A federal judge is expected to issue a decision soon that could reshape one of Silicon Valley’s most profitable arrangements: Google’s default search contracts. These deals generate over $26 billion annually, with Apple alone receiving $20 billion — nearly a quarter of Alphabet’s operating income.
The U.S. District Court already found Google held a monopoly in search and ads. Remedies are now being considered, with another trial over Google’s ad business beginning next month.
Apple’s Potential Hit
While Google risks losing predictability in its search traffic, analysts warn Apple could suffer a bigger financial blow. Jefferies projects Apple’s pre-tax profits could decline by up to 7% if exclusivity ends.

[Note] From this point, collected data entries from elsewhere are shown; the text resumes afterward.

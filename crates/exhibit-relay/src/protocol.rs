//! Relay wire protocol.
//!
//! Every WebSocket text frame carries one `{"event": ..., "data": ...}`
//! envelope. Inbound events are parsed into typed payloads; anything that
//! does not fit is rejected for that frame only.

use exhibit_common::ProtocolError;
use serde::de::DeserializeOwned;
use serde::{Deserialize, Serialize};
use serde_json::Value;

use crate::participant::{Rotation, Transform, Vec3};

/// Channel names.
pub mod events {
    /// Relay → client, once, right after the upgrade.
    pub const CONNECTED: &str = "connected";
    pub const LOCAL_MODEL_UPDATE: &str = "localModelUpdate";
    pub const LOCAL_MODEL_CHAT_MESSAGE: &str = "localModelChatMessage";
    pub const PERSON_UPDATE: &str = "personUpdate";
    /// Prefix; the full channel is `remoteReceiveUpdate:<id>`.
    pub const REMOTE_RECEIVE_UPDATE: &str = "remoteReceiveUpdate";
    /// Prefix; the full channel is `remoteReceiveChatMessage:<id>`.
    pub const REMOTE_RECEIVE_CHAT_MESSAGE: &str = "remoteReceiveChatMessage";
}

pub fn remote_update_channel(id: &str) -> String {
    format!("{}:{id}", events::REMOTE_RECEIVE_UPDATE)
}

pub fn remote_chat_channel(id: &str) -> String {
    format!("{}:{id}", events::REMOTE_RECEIVE_CHAT_MESSAGE)
}

#[derive(Debug, Deserialize)]
struct InboundEnvelope {
    event: String,
    #[serde(default)]
    data: Value,
}

#[derive(Serialize)]
struct OutboundEnvelope<'a, T: Serialize> {
    event: &'a str,
    data: &'a T,
}

/// `localModelUpdate` payload. Also the body of `remoteReceiveUpdate:<id>`.
#[derive(Debug, Clone, PartialEq, Serialize, Deserialize)]
pub struct ModelUpdate {
    #[serde(default, skip_serializing_if = "Option::is_none")]
    pub id: Option<String>,
    pub position: Vec3,
    pub rotation: Rotation,
    #[serde(default, skip_serializing_if = "Option::is_none")]
    pub animation: Option<String>,
}

impl ModelUpdate {
    pub fn transform(&self) -> Transform {
        Transform {
            position: self.position,
            rotation: self.rotation,
        }
    }
}

/// `localModelChatMessage` payload.
#[derive(Debug, Clone, PartialEq, Serialize, Deserialize)]
pub struct ChatMessage {
    #[serde(default, skip_serializing_if = "Option::is_none")]
    pub id: Option<String>,
    pub message: String,
}

/// Body of `remoteReceiveChatMessage:<id>`.
#[derive(Debug, Clone, PartialEq, Serialize, Deserialize)]
pub struct ChatBroadcast {
    pub message: String,
}

/// Body of the `connected` handshake.
#[derive(Debug, Clone, PartialEq, Serialize, Deserialize)]
pub struct Connected {
    pub id: String,
}

/// Events a client may send.
#[derive(Debug, Clone, PartialEq)]
pub enum ClientEvent {
    ModelUpdate(ModelUpdate),
    ChatMessage(ChatMessage),
}

/// Parse one inbound text frame.
pub fn parse_client_event(text: &str) -> Result<ClientEvent, ProtocolError> {
    let envelope: InboundEnvelope =
        serde_json::from_str(text).map_err(|e| ProtocolError::InvalidJson(e.to_string()))?;

    match envelope.event.as_str() {
        events::LOCAL_MODEL_UPDATE => {
            let update = parse_payload(&envelope.event, envelope.data, &["position", "rotation"])?;
            Ok(ClientEvent::ModelUpdate(update))
        }
        events::LOCAL_MODEL_CHAT_MESSAGE => {
            let chat = parse_payload(&envelope.event, envelope.data, &["message"])?;
            Ok(ClientEvent::ChatMessage(chat))
        }
        other => Err(ProtocolError::UnknownEvent(other.to_string())),
    }
}

fn parse_payload<T: DeserializeOwned>(
    event: &str,
    data: Value,
    required: &[&'static str],
) -> Result<T, ProtocolError> {
    let Some(fields) = data.as_object() else {
        return Err(ProtocolError::InvalidPayload {
            event: event.to_string(),
            reason: "payload must be an object".into(),
        });
    };
    if let Some(field) = required
        .iter()
        .find(|f| fields.get(**f).map_or(true, Value::is_null))
    {
        return Err(ProtocolError::MissingField {
            event: event.to_string(),
            field: *field,
        });
    }

    serde_json::from_value(data).map_err(|e| ProtocolError::InvalidPayload {
        event: event.to_string(),
        reason: e.to_string(),
    })
}

/// Serialize an outbound envelope.
pub fn encode<T: Serialize>(event: &str, data: &T) -> Result<String, serde_json::Error> {
    serde_json::to_string(&OutboundEnvelope { event, data })
}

Apple executives have stressed that Google remains the superior search engine, with Eddy Cue testifying that even Microsoft offering Bing for free wouldn’t justify a switch. CEO Tim Cook has also praised Google’s results.

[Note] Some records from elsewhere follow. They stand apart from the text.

use serde::{Deserialize, Serialize};

/// WebSocket liveness checks.
#[derive(Debug, Clone, Serialize, Deserialize)]
#[serde(default)]
pub struct HeartbeatConfig {
    /// Seconds between pings. Zero disables pings and idle eviction.
    pub interval_secs: u32,
    /// Seconds of inbound silence before a connection is dropped.
    pub timeout_secs: u32,
}

impl HeartbeatConfig {
    pub fn enabled(&self) -> bool {
        self.interval_secs > 0
    }
}

impl Default for HeartbeatConfig {
    fn default() -> Self {
        Self {
            interval_secs: 25,
            timeout_secs: 60,
        }
    }
}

Economists point out that Google’s dominance is less about payments and more about user behavior. Even in Europe, where regulators forced users to pick search defaults, Google’s share stayed near 90%. Some describe this as a “natural monopoly,” where scale and quality reinforce each other.
Others argue that the payments act as “innovation insurance,” freezing the ecosystem and limiting rivals’ chances to grow. That’s why regulators see curbing exclusivity as vital to spurring competition.
Remedies and Risks
Possible remedies include banning exclusivity, shortening contracts, or even mandating search data-sharing. More extreme ideas, like forcing Google to divest Chrome, are seen by some experts as symbolic rather than effective.

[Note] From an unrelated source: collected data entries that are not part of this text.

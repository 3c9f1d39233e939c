//! Inbound event handling: update the registry, then fan out to peers.

use exhibit_common::{ParticipantId, ProtocolError};

use crate::protocol::{self, ChatBroadcast, ChatMessage, ClientEvent, ModelUpdate};
use crate::registry::{Frame, Registry};

/// What became of one inbound event.
#[derive(Debug, Clone, Copy, PartialEq, Eq)]
pub enum Outcome {
    /// Forwarded to this many peers.
    Forwarded(usize),
    /// Source no longer registered; nothing forwarded.
    Dropped,
}

/// Shared relay logic, cloned into every connection.
#[derive(Clone)]
pub struct Relay {
    registry: Registry,
    trust_client_ids: bool,
}

impl Relay {
    pub fn new(registry: Registry, trust_client_ids: bool) -> Self {
        Self {
            registry,
            trust_client_ids,
        }
    }

    pub fn registry(&self) -> &Registry {
        &self.registry
    }

    /// Parse and handle one text frame from `sender`.
    pub async fn handle_text(
        &self,
        sender: &ParticipantId,
        text: &str,
    ) -> Result<Outcome, ProtocolError> {
        match protocol::parse_client_event(text)? {
            ClientEvent::ModelUpdate(update) => self.relay_update(sender, update).await,
            ClientEvent::ChatMessage(chat) => self.relay_chat(sender, chat).await,
        }
    }

    /// Apply a transform update and forward it to every other connection
    /// on `remoteReceiveUpdate:<source>`.
    pub async fn relay_update(
        &self,
        sender: &ParticipantId,
        mut update: ModelUpdate,
    ) -> Result<Outcome, ProtocolError> {
        let source = self.source_id(
            sender,
            update.id.as_deref(),
            protocol::events::LOCAL_MODEL_UPDATE,
        )?;

        let known = self
            .registry
            .update_transform(&source, update.transform())
            .await;
        if !known && !self.trust_client_ids {
            tracing::debug!(participant = %source, "Update from unregistered sender dropped");
            return Ok(Outcome::Dropped);
        }

        update.id = Some(source.to_string());
        let channel = protocol::remote_update_channel(source.as_str());
        self.forward(sender, &channel, &update).await
    }

    /// Forward a chat line to every other connection on
    /// `remoteReceiveChatMessage:<source>`. Nothing is stored.
    pub async fn relay_chat(
        &self,
        sender: &ParticipantId,
        chat: ChatMessage,
    ) -> Result<Outcome, ProtocolError> {
        let source = self.source_id(
            sender,
            chat.id.as_deref(),
            protocol::events::LOCAL_MODEL_CHAT_MESSAGE,
        )?;

        if !self.trust_client_ids && !self.registry.contains(&source).await {
            tracing::debug!(participant = %source, "Chat from unregistered sender dropped");
            return Ok(Outcome::Dropped);
        }

        let channel = protocol::remote_chat_channel(source.as_str());
        let body = ChatBroadcast {
            message: chat.message,
        };
        self.forward(sender, &channel, &body).await
    }

    /// The id an event is attributed to. Bound to the connection unless
    /// client ids are trusted.
    fn source_id(
        &self,
        sender: &ParticipantId,
        claimed: Option<&str>,
        event: &str,
    ) -> Result<ParticipantId, ProtocolError> {
        if self.trust_client_ids {
            return claimed
                .map(ParticipantId::from)
                .ok_or_else(|| ProtocolError::MissingField {
                    event: event.to_string(),
                    field: "id",
                });
        }
        if let Some(claimed) = claimed.filter(|c| sender != *c) {
            tracing::debug!(
                participant = %sender,
                claimed,
                "Ignoring client-supplied id"
            );
        }
        Ok(sender.clone())
    }

    async fn forward<T: serde::Serialize>(
        &self,
        sender: &ParticipantId,
        channel: &str,
        data: &T,
    ) -> Result<Outcome, ProtocolError> {
        let json = protocol::encode(channel, data).map_err(|e| ProtocolError::InvalidPayload {
            event: channel.to_string(),
            reason: e.to_string(),
        })?;
        let delivered = self.registry.fan_out(sender, Frame::from(json)).await;
        Ok(Outcome::Forwarded(delivered))
    }
}

#[cfg(test)]
mod tests {
    use super::*;
    use crate::participant::{Rotation, Vec3};
    use serde_json::Value;
    use tokio::sync::mpsc;

    fn update_text(id: Option<&str>, x: f64) -> String {
        let mut data = serde_json::json!({
            "position": {"x": x, "y": 0.9, "z": 0.0},
            "rotation": {"x": 0.0, "y": 0.0, "z": 0.0, "w": 1.0},
            "animation": "walk",
        });
        if let Some(id) = id {
            data["id"] = Value::from(id);
        }
        serde_json::json!({"event": "localModelUpdate", "data": data}).to_string()
    }

    fn chat_text(id: &str, message: &str) -> String {
        serde_json::json!({
            "event": "localModelChatMessage",
            "data": {"id": id, "message": message},
        })
        .to_string()
    }

    fn next(rx: &mut mpsc::Receiver<Frame>) -> Value {
        serde_json::from_str(rx.try_recv().unwrap().as_str()).unwrap()
    }

    async fn setup(
        trust: bool,
    ) -> (
        Relay,
        ParticipantId,
        mpsc::Receiver<Frame>,
        ParticipantId,
        mpsc::Receiver<Frame>,
    ) {
        let relay = Relay::new(Registry::new(32), trust);
        let a = ParticipantId::from("a");
        let b = ParticipantId::from("b");
        let (_, rx_a) = relay.registry().join(a.clone()).await.unwrap();
        let (_, rx_b) = relay.registry().join(b.clone()).await.unwrap();
        (relay, a, rx_a, b, rx_b)
    }

    #[tokio::test]
    async fn update_is_stored_and_forwarded_to_others_only() {
        let (relay, a, mut rx_a, _b, mut rx_b) = setup(false).await;

        let outcome = relay.handle_text(&a, &update_text(Some("a"), 3.0)).await.unwrap();
        assert_eq!(outcome, Outcome::Forwarded(1));

        let stored = relay.registry().get(&a).await.unwrap();
        assert_eq!(stored.position, Vec3 { x: 3.0, y: 0.9, z: 0.0 });
        assert_eq!(stored.rotation, Rotation::IDENTITY);

        let frame = next(&mut rx_b);
        assert_eq!(frame["event"], "remoteReceiveUpdate:a");
        assert_eq!(frame["data"]["id"], "a");
        assert_eq!(frame["data"]["position"]["x"], 3.0);
        assert_eq!(frame["data"]["animation"], "walk");
        assert!(rx_a.try_recv().is_err());
    }

    #[tokio::test]
    async fn forwarded_update_carries_only_known_fields() {
        let (relay, a, _rx_a, _b, mut rx_b) = setup(false).await;
        let text = serde_json::json!({
            "event": "localModelUpdate",
            "data": {
                "position": {"x": 1.0, "y": 0.0, "z": 0.0},
                "rotation": [0.0, 0.0, 0.0, 1.0],
                "emote": "wave",
            },
        })
        .to_string();
        relay.handle_text(&a, &text).await.unwrap();

        let frame = next(&mut rx_b);
        let fields: Vec<&String> = frame["data"].as_object().unwrap().keys().collect();
        assert_eq!(fields, ["id", "position", "rotation"]);
        assert_eq!(frame["data"]["rotation"]["w"], 1.0);
    }

    #[tokio::test]
    async fn spoofed_id_is_rebound_to_sender() {
        let (relay, a, _rx_a, b, mut rx_b) = setup(false).await;
        let b_before = relay.registry().get(&b).await.unwrap();

        relay.handle_text(&a, &update_text(Some("b"), 9.0)).await.unwrap();

        assert_eq!(relay.registry().get(&b).await.unwrap(), b_before);
        assert_eq!(relay.registry().get(&a).await.unwrap().position.x, 9.0);
        let frame = next(&mut rx_b);
        assert_eq!(frame["event"], "remoteReceiveUpdate:a");
        assert_eq!(frame["data"]["id"], "a");
    }

    #[tokio::test]
    async fn update_without_id_uses_connection_id() {
        let (relay, a, _rx_a, _b, mut rx_b) = setup(false).await;
        relay.handle_text(&a, &update_text(None, 1.0)).await.unwrap();
        assert_eq!(next(&mut rx_b)["event"], "remoteReceiveUpdate:a");
    }

    #[tokio::test]
    async fn update_after_leave_is_dropped() {
        let (relay, a, _rx_a, _b, mut rx_b) = setup(false).await;
        relay.registry().leave(&a).await;

        let outcome = relay.handle_text(&a, &update_text(Some("a"), 1.0)).await.unwrap();
        assert_eq!(outcome, Outcome::Dropped);
        assert!(rx_b.try_recv().is_err());
        assert_eq!(relay.registry().count().await, 1);
    }

    #[tokio::test]
    async fn trusted_unknown_id_leaves_registry_but_still_forwards() {
        let (relay, a, mut rx_a, _b, mut rx_b) = setup(true).await;
        let before = relay.registry().snapshot(None).await;

        let outcome = relay
            .handle_text(&a, &update_text(Some("ghost"), 5.0))
            .await
            .unwrap();
        assert_eq!(outcome, Outcome::Forwarded(1));
        assert_eq!(relay.registry().snapshot(None).await, before);
        assert_eq!(next(&mut rx_b)["event"], "remoteReceiveUpdate:ghost");
        assert!(rx_a.try_recv().is_err());
    }

    #[tokio::test]
    async fn trusted_mode_requires_id() {
        let (relay, a, _rx_a, _b, mut rx_b) = setup(true).await;
        let err = relay.handle_text(&a, &update_text(None, 1.0)).await.unwrap_err();
        assert!(matches!(err, ProtocolError::MissingField { field: "id", .. }));
        assert!(rx_b.try_recv().is_err());
    }

    #[tokio::test]
    async fn chat_is_forwarded_without_id() {
        let (relay, a, mut rx_a, _b, mut rx_b) = setup(false).await;

        let outcome = relay.handle_text(&a, &chat_text("a", "hello")).await.unwrap();
        assert_eq!(outcome, Outcome::Forwarded(1));

        let frame = next(&mut rx_b);
        assert_eq!(frame["event"], "remoteReceiveChatMessage:a");
        assert_eq!(frame["data"], serde_json::json!({"message": "hello"}));
        assert!(rx_a.try_recv().is_err());
    }

    #[tokio::test]
    async fn malformed_event_changes_nothing() {
        let (relay, a, _rx_a, _b, mut rx_b) = setup(false).await;
        let before = relay.registry().snapshot(None).await;

        let bad = r#"{"event":"localModelUpdate","data":{"id":"a","position":{"x":1}}}"#;
        assert!(relay.handle_text(&a, bad).await.is_err());
        assert!(relay.handle_text(&a, "{{{").await.is_err());

        assert_eq!(relay.registry().snapshot(None).await, before);
        assert!(rx_b.try_recv().is_err());
    }
}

The Department of Justice is also eyeing Google’s AI platform, Gemini, warning that search’s past playbook could repeat in the AI era. Regulators are weighing restrictions on exclusive AI distribution deals as well.
The decision could ripple far beyond search. Analysts note that if Google stops paying Apple $20 billion annually, it could redirect those funds into AI development, particularly Gemini, strengthening its long-term position.
Author’s Opinion
While the headlines focus on search contracts, the real battle is for AI dominance. Google’s deal with Apple may fade, but its investment in Gemini could matter more than default status bars on Safari. If courts push Google away from these payouts, the company will pour that cash into AI and cloud — areas that will define the next decade. In a way, regulators may unintentionally accelerate Google’s advantage in the very market they fear it will dominate next.